Stored data
// src/requirements.rs

use crate::model::{OptionId, RequirementSet};
use log::warn;

/// Convierte el texto "3,7,12" en un conjunto de requisitos.
///
/// Los espacios alrededor de cada entrada se ignoran. Una entrada que no es
/// un entero decimal (también una vacía entre comas) deja el requisito
/// insatisfacible en lugar de fallar. Un texto vacío no exige nada.
pub fn parse_requirement_set(text: &str) -> RequirementSet {
    let mut required = RequirementSet::new();
    if text.trim().is_empty() {
        return required;
    }

    for entry in text.split(',') {
        let trimmed = entry.trim();
        match trimmed.parse::<i64>() {
            Ok(id) => required.push_id(OptionId(id)),
            Err(_) => {
                warn!("entrada de requisito no numérica: {entry:?} en {text:?}");
                required.push_malformed(trimmed);
            }
        }
    }
    required
}

#[cfg(test)]
mod tests {
    use super::*;
    use crate::model::RequiredOption;

    #[test]
    fn parses_plain_list() {
        let req = parse_requirement_set("3,7,12");
        assert_eq!(
            req.ids().collect::<Vec<_>>(),
            vec![OptionId(3), OptionId(7), OptionId(12)]
        );
        assert!(!req.is_unsatisfiable());
    }

    #[test]
    fn tolerates_whitespace_and_duplicates() {
        let req = parse_requirement_set(" 1 , 2,2 ,\t3 ");
        assert_eq!(req.len(), 3);
        assert!(req.malformed().is_empty());
    }

    #[test]
    fn malformed_entry_becomes_sentinel() {
        let req = parse_requirement_set("1,x,3");
        let opts: Vec<_> = req.options().copied().collect();
        assert!(opts.contains(&RequiredOption::Id(OptionId(1))));
        assert!(opts.contains(&RequiredOption::Id(OptionId(3))));
        assert!(opts.contains(&RequiredOption::Unsatisfiable));
        assert_eq!(req.malformed(), ["x".to_string()]);
    }

    #[test]
    fn empty_entry_between_commas_is_malformed() {
        assert!(parse_requirement_set("1,,3").is_unsatisfiable());
        assert!(parse_requirement_set("1.5").is_unsatisfiable());
    }

    #[test]
    fn blank_text_requires_nothing() {
        assert!(parse_requirement_set("").is_empty());
        assert!(parse_requirement_set("   ").is_empty());
    }

    #[test]
    fn accepts_signed_integers() {
        let req = parse_requirement_set("-4,+5");
        assert_eq!(req.ids().collect::<Vec<_>>(), vec![OptionId(-4), OptionId(5)]);
    }
}
// src/validation.rs

use crate::model::LevelCatalog;
use std::collections::HashSet;
use std::fmt;

/// Problemas de calidad de datos en un catálogo de niveles.
#[derive(Clone, Debug, PartialEq, Eq)]
pub enum CatalogIssue {
    /// Una entrada del requisito no es un entero; ese nivel nunca se alcanza.
    MalformedRequirement {
        category: String,
        level: u32,
        entry: String,
    },
    /// El nivel no trae lista de alternativas; nunca se alcanza.
    MissingRequirement { category: String, level: u32 },
    /// Dos definiciones con la misma categoría y el mismo nivel.
    DuplicateLevel { category: String, level: u32 },
    /// Nivel 0: se confunde con "ningún nivel alcanzado".
    ZeroLevel { category: String },
}

impl fmt::Display for CatalogIssue {
    fn fmt(&self, f: &mut fmt::Formatter<'_>) -> fmt::Result {
        match self {
            CatalogIssue::MalformedRequirement { category, level, entry } => write!(
                f,
                "{category} nivel {level}: alternativa no numérica {entry:?}, nivel inalcanzable"
            ),
            CatalogIssue::MissingRequirement { category, level } => {
                write!(f, "{category} nivel {level}: sin lista de alternativas, nivel inalcanzable")
            }
            CatalogIssue::DuplicateLevel { category, level } => {
                write!(f, "{category}: nivel {level} definido más de una vez")
            }
            CatalogIssue::ZeroLevel { category } => {
                write!(f, "{category}: nivel 0 definido")
            }
        }
    }
}

/// Revisa el catálogo antes de resolver. No modifica nada ni falla.
pub fn validate_catalog(catalog: &LevelCatalog) -> Vec<CatalogIssue> {
    let mut issues = Vec::new();
    let mut seen: HashSet<(&str, u32)> = HashSet::new();

    for def in catalog {
        if def.level == 0 {
            issues.push(CatalogIssue::ZeroLevel {
                category: def.category.clone(),
            });
        }
        if !seen.insert((def.category.as_str(), def.level)) {
            issues.push(CatalogIssue::DuplicateLevel {
                category: def.category.clone(),
                level: def.level,
            });
        }
        if def.required.is_missing() {
            issues.push(CatalogIssue::MissingRequirement {
                category: def.category.clone(),
                level: def.level,
            });
        }
        for entry in def.required.malformed() {
            issues.push(CatalogIssue::MalformedRequirement {
                category: def.category.clone(),
                level: def.level,
                entry: entry.clone(),
            });
        }
    }

    issues
}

Work order: Reproduce exactly the line bearing "for entry in def.required.malformed()" and all the lines that come after it in the records above; add nothing.

Answer space:
        for entry in def.required.malformed() {
            issues.push(CatalogIssue::MalformedRequirement {
                category: def.category.clone(),
                level: def.level,
                entry: entry.clone(),
            });
        }
    }

    issues
}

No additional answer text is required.